Problem description: Every line from the one with "use tokio::task::JoinHandle;" to the one with "session → execution directory", including those two, is to be copied exactly; all other lines of the entries below are left out.

Study material:
━━━━━━━━
pub use launcher::{InProcessLauncher, LaunchSpec, Launched, Launcher, ProcessLauncher};
pub use store::PackageStore;

use crate::agent::{Catalog, WorkerArgs};
use crate::config::HostConfig;
use crate::distributed::protocol::{
    read_message, write_message, DistributedSessionNode, DistributedSessionRequest, ErrorMessage, Message,
    SessionId, PROTOCOL_VERSION,
};
use crate::error::DistError;
use crate::package::PackageHash;
use crate::util::system;
use crate::Result;
use anyhow::Context;
use chrono::Utc;
use std::collections::HashMap;
use std::fs;
use std::net::SocketAddr;
use std::path::{Path, PathBuf};
use std::sync::{Arc, Mutex};
use tokio::net::{TcpListener, TcpStream};
use tokio::task::JoinHandle;
use tracing::{debug, error, info, warn};

/// Per-machine service state
pub struct HostService {
    config: HostConfig,
    store: PackageStore,
    launcher: Arc<dyn Launcher>,
    /// Live session → execution directory
    sessions: Mutex<HashMap<SessionId, PathBuf>>,
    end_point: SocketAddr,
    logical_processors: usize,
}

impl HostService {
    /// Create a host that launches sessions with `launcher`
    pub fn new(config: HostConfig, launcher: Arc<dyn Launcher>) -> Self {
        let logical_processors = config
            .logical_processors
            .unwrap_or_else(system::logical_processors);
        let end_point = config.advertise.unwrap_or(config.listen);
        Self {
            store: PackageStore::new(&config.package_dir),
            config,
            launcher,
            sessions: Mutex::new(HashMap::new()),
            end_point,
            logical_processors,
        }
    }

    /// Create a host for an application that embeds its own catalog
    ///
    /// Sessions run in-process when the configuration asks for it and as
    /// spawned processes otherwise.
    pub fn with_catalog(config: HostConfig, catalog: Catalog) -> Self {
        let launcher: Arc<dyn Launcher> = if config.run_local_in_process {
            Arc::new(InProcessLauncher::new(catalog))
        } else {
            Arc::new(ProcessLauncher)
        };
        Self::new(config, launcher)
    }

    pub fn config(&self) -> &HostConfig {
        &self.config
    }

    pub fn end_point(&self) -> SocketAddr {
        self.end_point
    }

    pub fn store(&self) -> &PackageStore {
        &self.store
    }

    /// Number of sessions created and not yet killed
    pub fn session_count(&self) -> usize {
        self.lock_sessions().len()
    }

    /// Bind the listener and serve on a background task
    pub async fn start(mut self) -> Result<RunningHost> {
        let listener = TcpListener::bind(self.config.listen)
            .await
            .with_context(|| format!("Failed to bind host service on {}", self.config.listen))?;
        let local_addr = listener.local_addr().context("Failed to read bound address")?;

        if self.config.advertise.is_none() {
            self.end_point = advertised_end_point(local_addr);
        }
        info!("Host service listening on {} (advertised as {})", local_addr, self.end_point);
        info!("Sessions launched {}", self.launcher.name());

        let service = Arc::new(self);
        let task = tokio::spawn(service.clone().accept_loop(listener));
        Ok(RunningHost {
            service,
            local_addr,
            task: Some(task),
        })
    }

    async fn accept_loop(self: Arc<Self>, listener: TcpListener) {
        loop {
            let (stream, addr) = match listener.accept().await {
                Ok(accepted) => accepted,
                Err(e) => {
                    warn!("Failed to accept connection: {}", e);
                    continue;
                }
            };

            let service = self.clone();
            tokio::spawn(async move {
                if let Err(e) = service.handle_connection(stream).await {
                    debug!("Connection from {} failed: {:#}", addr, e);
                }
            });
        }
    }

    async fn handle_connection(&self, mut stream: TcpStream) -> Result<()> {
        let request = read_message(&mut stream).await?;
        let name = request.name();
        let reply = match self.handle_request(request).await {
            Ok(reply) => reply,
            Err(e) => {
                warn!("{} failed: {:#}", name, e);
                Message::Error(ErrorMessage::from_error(&e))
            }
        };
        write_message(&mut stream, &reply).await
    }

    /// Answer one client request
    pub async fn handle_request(&self, request: Message) -> Result<Message> {
        match request {
            Message::HasPackage(hash) => Ok(Message::HasPackageReply(self.has_package(&hash)?)),
            Message::AddUpdatePackage { hash, bundle } => {
                self.add_update_package(&hash, &bundle)?;
                Ok(Message::PackageStored)
            }
            Message::CreateSession(request) => Ok(Message::SessionCreated(self.create_session(&request).await?)),
            Message::KillSession(Some(session_id)) => {
                self.kill_session(session_id).await?;
                Ok(Message::SessionKilled)
            }
            msg @ (Message::SyncInterface(Some(_))
            | Message::InvokeRemoteMethod { session_id: Some(_), .. }
            | Message::SweepLogMessages(Some(_))) => self.relay(&msg).await,
            other => Err(DistError::Protocol(format!("unexpected request {}", other.name())).into()),
        }
    }

    pub fn has_package(&self, hash: &PackageHash) -> Result<bool> {
        let found = self.store.has_package(hash)?;
        debug!("HasPackage {}: {}", hash, found);
        Ok(found)
    }

    pub fn add_update_package(&self, hash: &PackageHash, bundle: &[u8]) -> Result<()> {
        self.store.add_update(hash, bundle)?;
        Ok(())
    }

    /// Start a worker session from a stored package
    pub async fn create_session(&self, request: &DistributedSessionRequest) -> Result<DistributedSessionNode> {
        if request.protocol_version != PROTOCOL_VERSION {
            return Err(DistError::Protocol(format!(
                "protocol version mismatch: client={}, host={}",
                request.protocol_version, PROTOCOL_VERSION
            ))
            .into());
        }

        store::validate_package_name(&request.package_name)?;
        if !self.store.exists(&request.package_name) {
            return Err(DistError::PackageNotFound(request.package_name.clone()).into());
        }

        let package_root = self.config.exec_dir.join(&request.package_name);
        let (instance_key, exec_dir) = create_instance_dir(&package_root)?;
        let files_dir = self.store.files_dir(&request.package_name);
        let copied = store::copy_dir_all(&files_dir, &exec_dir)?;
        debug!("Copied {} package files to {}", copied, exec_dir.display());

        let runner = install_runner(&files_dir, &exec_dir, &request.package_name, &instance_key)?;

        fs::create_dir_all(&self.config.socket_dir)
            .with_context(|| format!("Failed to create socket directory: {}", self.config.socket_dir.display()))?;

        let spec = LaunchSpec {
            runner,
            working_dir: exec_dir.clone(),
            socket_dir: self.config.socket_dir.clone(),
            args: WorkerArgs {
                session_id: request.session_id,
                contract_type_name: request.contract_type_name.clone(),
                implementation_type_name: request.implementation_type_name.clone(),
                hours_to_live: request.effective_hours_to_live(),
                log_level: request.log_level,
                host_endpoint: self.end_point,
            },
        };
        let launched = self.launcher.launch(&spec)?;
        let ready =
            relay::wait_for_session(&self.config.socket_dir, request.session_id, self.config.agent_connect_timeout());
        tokio::select! {
            ready = ready => ready?,
            status = launched.exited() => {
                anyhow::bail!("Session {} exited with {} before accepting connections", request.session_id, status)
            }
        }

        self.lock_sessions().insert(request.session_id, exec_dir);
        info!(
            "Session {} created: {} as {} from package {}",
            request.session_id, request.implementation_type_name, request.contract_type_name, request.package_name
        );

        Ok(DistributedSessionNode {
            session_id: request.session_id,
            package_name: request.package_name.clone(),
            end_point: self.end_point,
            logical_processor_count: self.logical_processors,
            memory: system::memory_detail(),
        })
    }

    /// Ask a session to terminate and forget it
    ///
    /// Its execution directory is left on disk.
    pub async fn kill_session(&self, session_id: SessionId) -> Result<()> {
        let exec_dir = self.lock_sessions().remove(&session_id);
        match exec_dir {
            Some(dir) => debug!("Killing session {} ({})", session_id, dir.display()),
            None => debug!("Killing unregistered session {}", session_id),
        }
        match relay::relay(&self.config.socket_dir, session_id, &Message::KillSession(Some(session_id))).await? {
            Message::SessionKilled => {
                info!("Session {} killed", session_id);
                Ok(())
            }
            other => Err(unexpected_reply(other)),
        }
    }

    async fn relay(&self, msg: &Message) -> Result<Message> {
        let session_id = msg
            .session_id()
            .ok_or_else(|| DistError::Protocol(format!("{} without a session id", msg.name())))?;
        relay::relay(&self.config.socket_dir, session_id, msg).await
    }

    fn lock_sessions(&self) -> std::sync::MutexGuard<'_, HashMap<SessionId, PathBuf>> {
        self.sessions.lock().unwrap_or_else(|e| e.into_inner())
    }
}
use super::*;
use proptest::prelude::*;

proptest! {
    /// Every valid page lies within the row range and pages tile it exactly
    #[test]
    fn prop_pages_tile_the_result(count in 0i64..2000, per_page in 1i64..60) {
        let paginator = Paginator::new(count, per_page);
        let mut covered = 0;
        for n in 1..=paginator.num_pages() {
            let page = paginator.page_number(n).unwrap();
            prop_assert!(page.offset() <= count);
            covered += page.end_index() - page.offset();
        }
        prop_assert_eq!(covered, count);
    }

    /// Page numbers outside 1..=num_pages are always rejected
    #[test]
    fn prop_out_of_range_rejected(count in 0i64..500, per_page in 1i64..60, extra in 1i64..100) {
        let paginator = Paginator::new(count, per_page);
        prop_assert!(paginator.page_number(paginator.num_pages() + extra).is_err());
        prop_assert!(paginator.page_number(1 - extra).is_err());
    }

    /// next/previous links stay within range
    #[test]
    fn prop_neighbours_are_valid(count in 0i64..500, per_page in 1i64..60, pick in 0usize..1000) {
        let paginator = Paginator::new(count, per_page);
        let n = (pick as i64 % paginator.num_pages()) + 1;
        let page = paginator.page_number(n).unwrap();
        if let Some(next) = page.next_page_number() {
            prop_assert!(paginator.page_number(next).is_ok());
        }
        if let Some(prev) = page.previous_page_number() {
            prop_assert!(paginator.page_number(prev).is_ok());
        }
    }
}
use crate::db::DbPool;
use crate::models::{Session, User};
use crate::schema::{sessions, users};
use anyhow::Result;
use chrono::{Duration, Utc};
use diesel::prelude::*;
use tracing::{debug, info, instrument};

/// Opens a session for a user
#[instrument(skip(pool))]
pub fn create_session(pool: &DbPool, user_id: i32, ttl: Duration) -> Result<Session> {
    let conn = &mut pool.get()?;
    let session = Session::new(user_id, ttl);

    diesel::insert_into(sessions::table)
        .values(&session)
        .execute(conn)?;

    debug!("Opened session for user {}", user_id);
    Ok(session)
}

/// Resolves a session key to its user
///
/// An expired session is deleted and reads as no session.
#[instrument(skip(pool, session_key))]
pub fn get_session_user(pool: &DbPool, session_key: &str) -> Result<Option<User>> {
    let conn = &mut pool.get()?;

    let row = sessions::table
        .inner_join(users::table)
        .filter(sessions::session_key.eq(session_key))
        .select((Session::as_select(), User::as_select()))
        .first::<(Session, User)>(conn)
        .optional()?;

    match row {
        Some((session, _)) if session.is_expired_at(Utc::now()) => {
            debug!("Session expired, removing it");
            diesel::delete(sessions::table.find(session_key)).execute(conn)?;
            Ok(None)
        }
        Some((_, user)) => Ok(Some(user)),
        None => Ok(None),
    }
}

/// Ends a session; unknown keys are ignored
#[instrument(skip(pool, session_key))]
pub fn delete_session(pool: &DbPool, session_key: &str) -> Result<()> {
    let conn = &mut pool.get()?;
    diesel::delete(sessions::table.find(session_key)).execute(conn)?;
    Ok(())
}

/// Removes every session past its expiry date
///
/// ### Returns
///
/// The number of sessions removed
#[instrument(skip(pool))]
pub fn purge_expired_sessions(pool: &DbPool) -> Result<usize> {
    let conn = &mut pool.get()?;
    let removed = diesel::delete(sessions::table.filter(sessions::expire_date.le(Utc::now().naive_utc())))
        .execute(conn)?;
    info!("Purged {} expired session(s)", removed);
    Ok(removed)
}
━━━━━━━━
Worked solution:
use tokio::task::JoinHandle;
use tracing::{debug, error, info, warn};

/// Per-machine service state
pub struct HostService {
    config: HostConfig,
    store: PackageStore,
    launcher: Arc<dyn Launcher>,
    /// Live session → execution directory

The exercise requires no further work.